[Collected data entries]
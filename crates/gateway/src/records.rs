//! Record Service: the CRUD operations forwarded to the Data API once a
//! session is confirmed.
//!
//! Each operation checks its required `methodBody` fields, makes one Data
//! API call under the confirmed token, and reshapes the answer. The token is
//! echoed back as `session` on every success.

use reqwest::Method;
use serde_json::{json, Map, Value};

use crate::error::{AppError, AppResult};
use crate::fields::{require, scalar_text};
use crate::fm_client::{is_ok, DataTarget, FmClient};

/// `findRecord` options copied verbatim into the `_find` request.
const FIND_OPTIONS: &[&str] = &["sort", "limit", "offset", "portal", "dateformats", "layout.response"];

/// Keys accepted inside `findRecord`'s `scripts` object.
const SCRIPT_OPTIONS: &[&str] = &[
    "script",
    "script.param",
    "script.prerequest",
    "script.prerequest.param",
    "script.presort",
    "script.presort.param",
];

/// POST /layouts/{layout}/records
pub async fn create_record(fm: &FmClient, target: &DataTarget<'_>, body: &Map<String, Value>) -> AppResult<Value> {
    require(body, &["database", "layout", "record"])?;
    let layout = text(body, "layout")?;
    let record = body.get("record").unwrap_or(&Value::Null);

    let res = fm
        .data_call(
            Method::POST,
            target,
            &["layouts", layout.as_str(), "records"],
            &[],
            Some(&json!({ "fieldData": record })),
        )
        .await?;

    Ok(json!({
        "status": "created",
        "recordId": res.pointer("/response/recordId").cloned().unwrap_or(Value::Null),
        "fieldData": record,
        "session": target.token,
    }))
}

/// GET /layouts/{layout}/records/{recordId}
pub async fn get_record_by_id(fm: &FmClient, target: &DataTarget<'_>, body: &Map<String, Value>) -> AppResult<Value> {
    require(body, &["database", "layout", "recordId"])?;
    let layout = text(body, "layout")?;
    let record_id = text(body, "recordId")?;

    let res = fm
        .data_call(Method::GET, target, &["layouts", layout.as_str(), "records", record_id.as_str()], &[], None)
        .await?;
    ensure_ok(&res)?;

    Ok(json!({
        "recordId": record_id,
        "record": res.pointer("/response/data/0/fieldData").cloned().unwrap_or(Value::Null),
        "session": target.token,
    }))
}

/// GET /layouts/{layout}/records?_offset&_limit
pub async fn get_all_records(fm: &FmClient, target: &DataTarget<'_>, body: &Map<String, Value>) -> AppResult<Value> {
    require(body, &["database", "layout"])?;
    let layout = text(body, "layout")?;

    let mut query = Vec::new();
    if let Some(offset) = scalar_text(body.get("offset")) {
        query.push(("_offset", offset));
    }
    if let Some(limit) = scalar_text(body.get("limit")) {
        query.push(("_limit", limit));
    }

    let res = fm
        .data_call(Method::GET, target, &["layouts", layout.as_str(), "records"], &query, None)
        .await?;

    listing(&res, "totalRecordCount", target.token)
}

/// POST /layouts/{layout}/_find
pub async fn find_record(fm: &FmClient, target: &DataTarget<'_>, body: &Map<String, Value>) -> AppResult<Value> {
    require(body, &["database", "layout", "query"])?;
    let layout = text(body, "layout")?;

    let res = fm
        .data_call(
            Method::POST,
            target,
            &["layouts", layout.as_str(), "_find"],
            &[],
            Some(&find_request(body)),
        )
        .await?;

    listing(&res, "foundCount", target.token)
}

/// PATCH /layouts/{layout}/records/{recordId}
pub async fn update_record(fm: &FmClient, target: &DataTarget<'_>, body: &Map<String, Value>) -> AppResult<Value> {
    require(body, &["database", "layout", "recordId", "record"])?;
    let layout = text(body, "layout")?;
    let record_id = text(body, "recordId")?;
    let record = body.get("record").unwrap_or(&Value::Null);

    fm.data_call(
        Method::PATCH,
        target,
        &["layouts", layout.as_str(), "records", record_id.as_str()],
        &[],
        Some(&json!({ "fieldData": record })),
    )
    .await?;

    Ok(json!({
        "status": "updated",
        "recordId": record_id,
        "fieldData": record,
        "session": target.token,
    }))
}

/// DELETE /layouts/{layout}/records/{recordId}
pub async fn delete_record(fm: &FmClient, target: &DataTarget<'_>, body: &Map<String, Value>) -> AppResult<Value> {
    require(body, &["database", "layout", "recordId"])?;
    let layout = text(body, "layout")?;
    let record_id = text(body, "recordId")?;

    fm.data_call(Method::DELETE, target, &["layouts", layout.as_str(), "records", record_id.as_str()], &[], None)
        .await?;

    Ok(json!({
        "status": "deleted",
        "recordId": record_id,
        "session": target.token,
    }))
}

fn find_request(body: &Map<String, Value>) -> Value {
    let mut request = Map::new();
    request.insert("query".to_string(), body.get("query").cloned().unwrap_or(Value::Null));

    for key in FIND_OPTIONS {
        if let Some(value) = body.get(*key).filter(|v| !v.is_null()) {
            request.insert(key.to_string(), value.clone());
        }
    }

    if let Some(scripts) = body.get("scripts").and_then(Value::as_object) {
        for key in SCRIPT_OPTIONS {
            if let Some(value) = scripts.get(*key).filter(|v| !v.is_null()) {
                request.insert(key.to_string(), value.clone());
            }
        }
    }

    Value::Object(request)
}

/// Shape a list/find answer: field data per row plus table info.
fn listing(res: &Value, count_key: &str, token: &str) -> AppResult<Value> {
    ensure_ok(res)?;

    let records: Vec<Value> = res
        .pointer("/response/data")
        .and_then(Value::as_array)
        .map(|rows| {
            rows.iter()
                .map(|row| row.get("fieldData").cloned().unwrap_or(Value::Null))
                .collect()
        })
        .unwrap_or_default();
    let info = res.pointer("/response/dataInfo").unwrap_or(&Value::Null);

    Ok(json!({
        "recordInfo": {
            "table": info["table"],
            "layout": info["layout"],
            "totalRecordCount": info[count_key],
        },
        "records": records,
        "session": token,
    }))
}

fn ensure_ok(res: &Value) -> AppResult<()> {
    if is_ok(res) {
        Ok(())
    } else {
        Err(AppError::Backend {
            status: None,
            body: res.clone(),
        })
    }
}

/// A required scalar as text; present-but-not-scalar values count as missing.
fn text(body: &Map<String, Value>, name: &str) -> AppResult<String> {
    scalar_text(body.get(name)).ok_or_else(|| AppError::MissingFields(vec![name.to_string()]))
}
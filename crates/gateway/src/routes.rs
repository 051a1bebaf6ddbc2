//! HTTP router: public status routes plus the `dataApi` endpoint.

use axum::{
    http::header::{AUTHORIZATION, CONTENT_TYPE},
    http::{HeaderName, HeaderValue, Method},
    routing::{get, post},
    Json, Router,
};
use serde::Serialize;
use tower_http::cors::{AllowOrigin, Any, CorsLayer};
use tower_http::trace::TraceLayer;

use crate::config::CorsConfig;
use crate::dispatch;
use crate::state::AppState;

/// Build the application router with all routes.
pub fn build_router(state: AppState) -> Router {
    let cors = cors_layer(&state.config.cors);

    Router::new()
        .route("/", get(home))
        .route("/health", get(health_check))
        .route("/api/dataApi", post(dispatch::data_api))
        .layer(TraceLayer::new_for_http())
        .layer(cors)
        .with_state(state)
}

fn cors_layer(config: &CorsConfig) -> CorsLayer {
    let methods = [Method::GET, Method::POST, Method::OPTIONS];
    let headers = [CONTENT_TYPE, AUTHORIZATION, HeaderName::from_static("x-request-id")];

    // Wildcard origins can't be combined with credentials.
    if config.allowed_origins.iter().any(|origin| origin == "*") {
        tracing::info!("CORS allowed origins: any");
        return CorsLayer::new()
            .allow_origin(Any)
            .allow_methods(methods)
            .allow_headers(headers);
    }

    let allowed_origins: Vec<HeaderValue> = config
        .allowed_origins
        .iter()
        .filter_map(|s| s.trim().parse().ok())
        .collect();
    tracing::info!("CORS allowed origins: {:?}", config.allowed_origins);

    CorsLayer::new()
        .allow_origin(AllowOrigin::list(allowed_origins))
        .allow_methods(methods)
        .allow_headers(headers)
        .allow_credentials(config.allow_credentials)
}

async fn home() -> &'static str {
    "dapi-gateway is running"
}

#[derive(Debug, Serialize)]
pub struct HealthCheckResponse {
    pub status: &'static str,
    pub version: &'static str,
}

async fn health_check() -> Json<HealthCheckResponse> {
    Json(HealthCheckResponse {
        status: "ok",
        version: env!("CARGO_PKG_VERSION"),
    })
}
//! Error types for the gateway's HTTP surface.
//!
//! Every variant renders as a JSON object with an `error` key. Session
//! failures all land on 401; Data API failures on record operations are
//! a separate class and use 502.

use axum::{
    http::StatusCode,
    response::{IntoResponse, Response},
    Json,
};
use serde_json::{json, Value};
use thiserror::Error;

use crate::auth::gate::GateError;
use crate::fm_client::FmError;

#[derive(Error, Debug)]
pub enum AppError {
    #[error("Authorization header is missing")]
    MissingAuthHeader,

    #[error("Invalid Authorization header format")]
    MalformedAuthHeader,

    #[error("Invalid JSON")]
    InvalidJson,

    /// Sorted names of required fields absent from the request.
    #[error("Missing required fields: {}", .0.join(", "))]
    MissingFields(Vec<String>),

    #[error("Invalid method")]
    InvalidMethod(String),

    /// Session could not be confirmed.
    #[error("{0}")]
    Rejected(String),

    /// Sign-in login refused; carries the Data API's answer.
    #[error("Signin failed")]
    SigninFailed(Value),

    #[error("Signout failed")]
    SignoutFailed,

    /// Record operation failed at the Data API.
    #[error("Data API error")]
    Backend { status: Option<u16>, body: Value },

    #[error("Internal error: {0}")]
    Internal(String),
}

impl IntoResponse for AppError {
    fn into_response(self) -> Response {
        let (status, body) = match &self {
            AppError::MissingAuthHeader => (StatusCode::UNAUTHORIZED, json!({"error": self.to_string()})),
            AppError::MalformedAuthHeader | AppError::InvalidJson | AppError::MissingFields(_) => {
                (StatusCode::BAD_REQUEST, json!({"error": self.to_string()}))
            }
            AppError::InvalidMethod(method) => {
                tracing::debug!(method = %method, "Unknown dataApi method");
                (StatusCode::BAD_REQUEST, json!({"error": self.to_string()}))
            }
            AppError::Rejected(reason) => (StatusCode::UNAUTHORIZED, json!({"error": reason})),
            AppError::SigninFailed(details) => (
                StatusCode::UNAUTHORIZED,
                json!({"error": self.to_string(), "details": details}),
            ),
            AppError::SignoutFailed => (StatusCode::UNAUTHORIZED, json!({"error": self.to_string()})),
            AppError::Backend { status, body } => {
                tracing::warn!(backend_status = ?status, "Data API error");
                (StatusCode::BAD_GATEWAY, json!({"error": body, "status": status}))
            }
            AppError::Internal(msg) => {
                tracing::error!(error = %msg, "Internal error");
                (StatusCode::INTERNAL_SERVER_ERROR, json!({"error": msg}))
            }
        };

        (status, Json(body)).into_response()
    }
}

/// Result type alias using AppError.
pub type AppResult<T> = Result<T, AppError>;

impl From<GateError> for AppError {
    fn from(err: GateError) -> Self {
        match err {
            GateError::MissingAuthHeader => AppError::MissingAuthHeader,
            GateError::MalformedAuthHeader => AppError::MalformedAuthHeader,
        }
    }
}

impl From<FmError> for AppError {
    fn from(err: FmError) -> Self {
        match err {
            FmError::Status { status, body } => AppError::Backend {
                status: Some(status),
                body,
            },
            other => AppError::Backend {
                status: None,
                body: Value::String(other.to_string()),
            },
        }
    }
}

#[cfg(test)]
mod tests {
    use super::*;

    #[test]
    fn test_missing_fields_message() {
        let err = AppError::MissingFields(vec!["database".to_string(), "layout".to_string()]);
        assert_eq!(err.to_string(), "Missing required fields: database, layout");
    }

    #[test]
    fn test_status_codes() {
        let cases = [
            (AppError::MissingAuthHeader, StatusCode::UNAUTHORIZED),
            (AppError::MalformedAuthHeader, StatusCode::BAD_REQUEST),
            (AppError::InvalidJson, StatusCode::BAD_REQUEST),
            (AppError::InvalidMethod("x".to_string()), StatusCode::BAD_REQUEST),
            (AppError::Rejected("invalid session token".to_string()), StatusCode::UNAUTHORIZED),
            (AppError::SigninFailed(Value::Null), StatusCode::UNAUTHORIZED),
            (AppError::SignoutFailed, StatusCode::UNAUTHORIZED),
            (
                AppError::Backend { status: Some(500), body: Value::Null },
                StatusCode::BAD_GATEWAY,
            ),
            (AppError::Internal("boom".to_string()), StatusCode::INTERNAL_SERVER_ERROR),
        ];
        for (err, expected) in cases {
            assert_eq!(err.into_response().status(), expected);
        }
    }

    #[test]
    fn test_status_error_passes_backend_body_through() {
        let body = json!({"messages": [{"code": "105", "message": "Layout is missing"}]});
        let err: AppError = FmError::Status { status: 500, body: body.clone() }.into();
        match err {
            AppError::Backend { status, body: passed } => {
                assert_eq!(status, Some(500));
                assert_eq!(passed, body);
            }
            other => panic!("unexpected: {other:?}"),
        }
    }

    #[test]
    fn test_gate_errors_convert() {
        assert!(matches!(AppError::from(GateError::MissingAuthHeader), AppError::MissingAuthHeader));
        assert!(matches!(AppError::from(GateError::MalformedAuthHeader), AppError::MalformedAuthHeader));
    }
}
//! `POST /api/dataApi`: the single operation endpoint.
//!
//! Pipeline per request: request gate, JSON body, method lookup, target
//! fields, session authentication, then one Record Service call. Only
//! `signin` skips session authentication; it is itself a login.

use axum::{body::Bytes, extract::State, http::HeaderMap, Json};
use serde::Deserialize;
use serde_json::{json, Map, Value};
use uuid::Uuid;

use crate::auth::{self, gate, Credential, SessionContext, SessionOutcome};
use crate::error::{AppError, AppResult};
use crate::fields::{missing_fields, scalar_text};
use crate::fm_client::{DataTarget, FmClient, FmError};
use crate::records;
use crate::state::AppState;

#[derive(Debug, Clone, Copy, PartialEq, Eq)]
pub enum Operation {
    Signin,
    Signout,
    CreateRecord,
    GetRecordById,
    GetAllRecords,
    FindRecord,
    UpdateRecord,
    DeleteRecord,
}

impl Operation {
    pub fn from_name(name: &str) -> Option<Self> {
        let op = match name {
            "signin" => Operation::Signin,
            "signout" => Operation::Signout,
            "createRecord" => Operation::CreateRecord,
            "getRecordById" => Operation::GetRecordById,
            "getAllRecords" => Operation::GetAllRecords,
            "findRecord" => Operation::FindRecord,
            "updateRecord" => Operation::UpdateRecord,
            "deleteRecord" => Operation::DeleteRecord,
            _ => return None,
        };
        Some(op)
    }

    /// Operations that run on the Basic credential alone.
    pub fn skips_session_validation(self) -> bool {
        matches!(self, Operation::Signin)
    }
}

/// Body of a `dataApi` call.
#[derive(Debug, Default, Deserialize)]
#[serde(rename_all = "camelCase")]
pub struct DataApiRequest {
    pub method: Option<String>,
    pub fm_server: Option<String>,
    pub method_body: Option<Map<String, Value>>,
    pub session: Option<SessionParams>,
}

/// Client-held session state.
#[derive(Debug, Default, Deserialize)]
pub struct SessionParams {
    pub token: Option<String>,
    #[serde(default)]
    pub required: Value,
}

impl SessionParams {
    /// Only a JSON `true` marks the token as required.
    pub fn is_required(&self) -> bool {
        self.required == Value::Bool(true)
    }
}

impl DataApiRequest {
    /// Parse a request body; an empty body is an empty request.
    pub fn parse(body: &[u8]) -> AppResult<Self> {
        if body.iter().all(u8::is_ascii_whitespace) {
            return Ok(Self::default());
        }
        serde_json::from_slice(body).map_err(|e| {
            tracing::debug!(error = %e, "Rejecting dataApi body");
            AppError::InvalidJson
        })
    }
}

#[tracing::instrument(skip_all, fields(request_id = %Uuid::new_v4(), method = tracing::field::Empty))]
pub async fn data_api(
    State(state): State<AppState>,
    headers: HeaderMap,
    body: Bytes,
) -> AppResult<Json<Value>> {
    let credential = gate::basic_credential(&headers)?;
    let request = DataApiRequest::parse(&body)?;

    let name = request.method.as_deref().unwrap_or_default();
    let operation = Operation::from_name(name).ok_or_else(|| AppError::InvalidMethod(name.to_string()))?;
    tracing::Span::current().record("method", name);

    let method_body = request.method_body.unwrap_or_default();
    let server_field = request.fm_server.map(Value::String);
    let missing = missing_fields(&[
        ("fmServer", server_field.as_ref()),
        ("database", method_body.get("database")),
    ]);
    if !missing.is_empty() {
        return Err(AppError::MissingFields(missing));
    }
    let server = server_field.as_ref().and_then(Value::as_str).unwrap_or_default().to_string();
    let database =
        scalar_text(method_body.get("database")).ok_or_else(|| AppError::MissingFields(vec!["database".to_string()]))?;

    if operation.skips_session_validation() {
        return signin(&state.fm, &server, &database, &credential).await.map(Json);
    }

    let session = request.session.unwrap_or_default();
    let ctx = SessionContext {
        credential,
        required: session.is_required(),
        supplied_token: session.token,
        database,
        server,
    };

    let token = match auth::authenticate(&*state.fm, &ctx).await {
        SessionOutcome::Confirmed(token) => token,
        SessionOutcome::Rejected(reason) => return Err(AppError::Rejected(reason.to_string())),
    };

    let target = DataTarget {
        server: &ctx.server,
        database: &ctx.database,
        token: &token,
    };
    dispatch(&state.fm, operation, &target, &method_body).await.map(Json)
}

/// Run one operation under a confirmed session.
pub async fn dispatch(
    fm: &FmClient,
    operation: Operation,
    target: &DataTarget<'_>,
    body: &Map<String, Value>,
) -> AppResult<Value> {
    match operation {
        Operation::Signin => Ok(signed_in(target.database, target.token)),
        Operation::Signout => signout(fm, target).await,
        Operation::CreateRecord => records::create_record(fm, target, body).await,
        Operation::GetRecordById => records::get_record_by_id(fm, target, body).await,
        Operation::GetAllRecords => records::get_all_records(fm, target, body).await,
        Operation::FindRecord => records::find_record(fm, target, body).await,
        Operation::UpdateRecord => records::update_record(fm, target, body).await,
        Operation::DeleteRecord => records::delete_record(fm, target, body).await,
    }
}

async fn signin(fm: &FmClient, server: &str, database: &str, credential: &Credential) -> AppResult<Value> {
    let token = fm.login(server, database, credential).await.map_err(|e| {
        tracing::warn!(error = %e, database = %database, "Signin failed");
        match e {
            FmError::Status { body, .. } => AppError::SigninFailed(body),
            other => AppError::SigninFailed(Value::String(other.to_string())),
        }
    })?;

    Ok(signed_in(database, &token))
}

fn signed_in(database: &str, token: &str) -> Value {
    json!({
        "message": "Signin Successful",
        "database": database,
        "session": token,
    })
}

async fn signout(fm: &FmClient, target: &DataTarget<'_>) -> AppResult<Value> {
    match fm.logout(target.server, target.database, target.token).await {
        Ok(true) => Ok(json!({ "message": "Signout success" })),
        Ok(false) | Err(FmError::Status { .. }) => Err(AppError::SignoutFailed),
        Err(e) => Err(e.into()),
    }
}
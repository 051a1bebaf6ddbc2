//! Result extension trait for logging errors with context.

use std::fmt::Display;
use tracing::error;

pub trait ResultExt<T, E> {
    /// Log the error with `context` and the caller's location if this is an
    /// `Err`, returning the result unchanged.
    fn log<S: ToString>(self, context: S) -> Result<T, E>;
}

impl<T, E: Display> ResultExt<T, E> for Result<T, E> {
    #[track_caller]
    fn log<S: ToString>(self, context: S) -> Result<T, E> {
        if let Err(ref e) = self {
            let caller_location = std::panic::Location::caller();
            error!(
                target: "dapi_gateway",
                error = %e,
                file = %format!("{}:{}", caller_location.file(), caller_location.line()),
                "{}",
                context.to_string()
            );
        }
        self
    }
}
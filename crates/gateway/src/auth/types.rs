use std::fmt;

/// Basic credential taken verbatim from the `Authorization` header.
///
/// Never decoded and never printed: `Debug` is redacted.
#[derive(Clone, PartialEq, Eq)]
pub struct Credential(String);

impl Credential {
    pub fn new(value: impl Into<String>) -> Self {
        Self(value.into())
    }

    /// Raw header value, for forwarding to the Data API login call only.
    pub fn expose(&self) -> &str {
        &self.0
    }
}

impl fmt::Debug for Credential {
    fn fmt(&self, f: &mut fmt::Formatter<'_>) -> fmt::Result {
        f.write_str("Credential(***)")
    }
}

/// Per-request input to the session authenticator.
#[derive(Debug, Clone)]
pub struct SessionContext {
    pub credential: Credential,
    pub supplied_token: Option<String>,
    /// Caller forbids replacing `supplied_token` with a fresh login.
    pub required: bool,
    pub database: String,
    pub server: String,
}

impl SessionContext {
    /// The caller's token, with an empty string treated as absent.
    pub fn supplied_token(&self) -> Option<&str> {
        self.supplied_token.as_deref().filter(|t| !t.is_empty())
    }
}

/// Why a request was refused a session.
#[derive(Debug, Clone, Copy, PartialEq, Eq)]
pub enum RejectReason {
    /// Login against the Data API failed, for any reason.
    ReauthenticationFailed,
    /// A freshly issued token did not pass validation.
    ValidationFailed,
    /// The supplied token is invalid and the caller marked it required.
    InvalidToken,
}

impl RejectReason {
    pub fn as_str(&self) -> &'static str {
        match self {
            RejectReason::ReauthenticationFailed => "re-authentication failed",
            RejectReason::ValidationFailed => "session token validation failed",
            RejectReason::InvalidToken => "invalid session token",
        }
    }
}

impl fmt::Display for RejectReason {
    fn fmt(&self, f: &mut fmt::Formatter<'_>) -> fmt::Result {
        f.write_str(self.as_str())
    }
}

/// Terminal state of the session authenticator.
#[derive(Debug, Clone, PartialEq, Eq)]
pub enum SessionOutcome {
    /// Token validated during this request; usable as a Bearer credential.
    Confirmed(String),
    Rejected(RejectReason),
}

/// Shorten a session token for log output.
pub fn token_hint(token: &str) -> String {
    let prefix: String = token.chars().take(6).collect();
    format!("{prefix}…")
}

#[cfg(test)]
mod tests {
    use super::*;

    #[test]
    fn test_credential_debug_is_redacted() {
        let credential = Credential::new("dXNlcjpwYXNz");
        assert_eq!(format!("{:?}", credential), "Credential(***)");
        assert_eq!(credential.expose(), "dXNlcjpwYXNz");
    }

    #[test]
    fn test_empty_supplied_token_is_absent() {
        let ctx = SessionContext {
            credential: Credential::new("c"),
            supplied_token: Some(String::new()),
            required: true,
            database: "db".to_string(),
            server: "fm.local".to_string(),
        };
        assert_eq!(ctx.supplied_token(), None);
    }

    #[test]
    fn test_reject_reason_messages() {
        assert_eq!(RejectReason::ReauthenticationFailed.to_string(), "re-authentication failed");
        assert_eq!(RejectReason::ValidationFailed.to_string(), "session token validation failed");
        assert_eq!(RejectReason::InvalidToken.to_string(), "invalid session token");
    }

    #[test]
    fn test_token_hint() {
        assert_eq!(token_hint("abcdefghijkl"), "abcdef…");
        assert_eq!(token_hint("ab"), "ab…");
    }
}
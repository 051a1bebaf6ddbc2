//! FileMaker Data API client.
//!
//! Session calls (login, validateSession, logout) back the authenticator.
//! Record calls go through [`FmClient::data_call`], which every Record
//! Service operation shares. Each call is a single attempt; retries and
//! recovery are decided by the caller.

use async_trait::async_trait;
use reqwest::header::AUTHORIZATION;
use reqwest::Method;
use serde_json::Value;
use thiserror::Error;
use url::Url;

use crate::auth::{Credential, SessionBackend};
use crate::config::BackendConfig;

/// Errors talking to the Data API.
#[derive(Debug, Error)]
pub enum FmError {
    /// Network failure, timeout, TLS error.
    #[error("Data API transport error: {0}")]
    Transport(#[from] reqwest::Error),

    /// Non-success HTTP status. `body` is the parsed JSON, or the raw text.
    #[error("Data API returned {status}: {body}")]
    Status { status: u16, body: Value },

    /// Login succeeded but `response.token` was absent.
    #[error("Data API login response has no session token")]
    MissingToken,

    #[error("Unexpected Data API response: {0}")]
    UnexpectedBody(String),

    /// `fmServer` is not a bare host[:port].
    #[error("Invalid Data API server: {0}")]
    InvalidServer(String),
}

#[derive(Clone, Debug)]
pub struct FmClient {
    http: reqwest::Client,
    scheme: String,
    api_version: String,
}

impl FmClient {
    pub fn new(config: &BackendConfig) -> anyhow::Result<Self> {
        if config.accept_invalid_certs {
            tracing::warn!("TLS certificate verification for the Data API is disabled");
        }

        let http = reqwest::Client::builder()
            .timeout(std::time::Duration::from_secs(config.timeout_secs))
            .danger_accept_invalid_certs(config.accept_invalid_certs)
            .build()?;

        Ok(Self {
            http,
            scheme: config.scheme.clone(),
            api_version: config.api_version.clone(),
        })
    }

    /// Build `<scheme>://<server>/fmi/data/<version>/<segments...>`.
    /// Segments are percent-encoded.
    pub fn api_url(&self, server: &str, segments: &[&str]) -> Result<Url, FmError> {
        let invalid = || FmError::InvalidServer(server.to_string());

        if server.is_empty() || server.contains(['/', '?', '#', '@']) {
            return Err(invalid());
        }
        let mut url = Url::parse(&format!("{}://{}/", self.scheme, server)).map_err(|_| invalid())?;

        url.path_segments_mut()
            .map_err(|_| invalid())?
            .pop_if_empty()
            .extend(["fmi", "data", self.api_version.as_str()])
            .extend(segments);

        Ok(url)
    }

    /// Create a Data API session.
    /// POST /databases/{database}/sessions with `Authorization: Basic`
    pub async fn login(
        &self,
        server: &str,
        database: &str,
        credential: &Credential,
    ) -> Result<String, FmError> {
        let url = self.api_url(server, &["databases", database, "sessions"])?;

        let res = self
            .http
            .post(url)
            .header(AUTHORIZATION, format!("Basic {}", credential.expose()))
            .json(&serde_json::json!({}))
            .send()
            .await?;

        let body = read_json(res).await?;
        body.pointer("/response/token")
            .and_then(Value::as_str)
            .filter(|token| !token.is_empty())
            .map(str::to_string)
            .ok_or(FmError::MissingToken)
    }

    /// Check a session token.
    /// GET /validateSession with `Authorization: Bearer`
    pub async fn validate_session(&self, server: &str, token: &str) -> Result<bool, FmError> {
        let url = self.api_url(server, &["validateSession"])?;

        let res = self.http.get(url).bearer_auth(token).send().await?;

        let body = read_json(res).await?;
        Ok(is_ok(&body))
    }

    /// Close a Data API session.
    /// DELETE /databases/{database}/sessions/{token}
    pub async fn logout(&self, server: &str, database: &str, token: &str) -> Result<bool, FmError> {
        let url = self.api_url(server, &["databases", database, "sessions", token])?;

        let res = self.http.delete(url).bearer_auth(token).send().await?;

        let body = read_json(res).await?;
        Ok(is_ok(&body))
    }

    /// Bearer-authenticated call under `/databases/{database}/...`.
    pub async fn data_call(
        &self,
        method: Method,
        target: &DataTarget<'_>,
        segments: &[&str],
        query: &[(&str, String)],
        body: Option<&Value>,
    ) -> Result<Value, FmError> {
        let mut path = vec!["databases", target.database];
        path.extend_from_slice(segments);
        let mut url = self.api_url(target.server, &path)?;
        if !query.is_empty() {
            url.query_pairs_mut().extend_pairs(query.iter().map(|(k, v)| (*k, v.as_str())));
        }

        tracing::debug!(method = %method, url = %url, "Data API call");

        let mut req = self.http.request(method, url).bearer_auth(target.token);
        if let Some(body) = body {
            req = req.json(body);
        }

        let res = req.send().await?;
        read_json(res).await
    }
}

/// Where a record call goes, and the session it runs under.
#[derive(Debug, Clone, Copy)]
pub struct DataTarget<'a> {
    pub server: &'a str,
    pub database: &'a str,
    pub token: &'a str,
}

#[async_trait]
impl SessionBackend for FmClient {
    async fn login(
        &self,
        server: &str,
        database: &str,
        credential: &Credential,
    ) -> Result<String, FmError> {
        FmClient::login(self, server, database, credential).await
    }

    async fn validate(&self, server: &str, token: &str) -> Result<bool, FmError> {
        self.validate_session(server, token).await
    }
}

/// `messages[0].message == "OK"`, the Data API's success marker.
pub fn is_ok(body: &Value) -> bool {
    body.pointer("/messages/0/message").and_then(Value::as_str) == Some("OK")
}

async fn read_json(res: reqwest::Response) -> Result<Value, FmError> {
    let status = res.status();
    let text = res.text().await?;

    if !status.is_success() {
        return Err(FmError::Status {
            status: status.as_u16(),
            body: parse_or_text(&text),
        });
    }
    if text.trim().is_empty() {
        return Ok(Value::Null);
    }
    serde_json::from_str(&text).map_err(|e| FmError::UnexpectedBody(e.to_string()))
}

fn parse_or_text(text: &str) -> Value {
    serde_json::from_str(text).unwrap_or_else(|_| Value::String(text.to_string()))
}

● ACTIVITY
Print the line with "req = self.http.request(method, url).bearer_auth(target.token);" and every line after it in the entries above, exactly as written. Leave out all other lines.

● ANSWER SECTION
        let mut req = self.http.request(method, url).bearer_auth(target.token);
        if let Some(body) = body {
            req = req.json(body);
        }

        let res = req.send().await?;
        read_json(res).await
    }
}

/// Where a record call goes, and the session it runs under.
#[derive(Debug, Clone, Copy)]
pub struct DataTarget<'a> {
    pub server: &'a str,
    pub database: &'a str,
    pub token: &'a str,
}

#[async_trait]
impl SessionBackend for FmClient {
    async fn login(
        &self,
        server: &str,
        database: &str,
        credential: &Credential,
    ) -> Result<String, FmError> {
        FmClient::login(self, server, database, credential).await
    }

    async fn validate(&self, server: &str, token: &str) -> Result<bool, FmError> {
        self.validate_session(server, token).await
    }
}

/// `messages[0].message == "OK"`, the Data API's success marker.
pub fn is_ok(body: &Value) -> bool {
    body.pointer("/messages/0/message").and_then(Value::as_str) == Some("OK")
}

async fn read_json(res: reqwest::Response) -> Result<Value, FmError> {
    let status = res.status();
    let text = res.text().await?;

    if !status.is_success() {
        return Err(FmError::Status {
            status: status.as_u16(),
            body: parse_or_text(&text),
        });
    }
    if text.trim().is_empty() {
        return Ok(Value::Null);
    }
    serde_json::from_str(&text).map_err(|e| FmError::UnexpectedBody(e.to_string()))
}

fn parse_or_text(text: &str) -> Value {
    serde_json::from_str(text).unwrap_or_else(|_| Value::String(text.to_string()))
}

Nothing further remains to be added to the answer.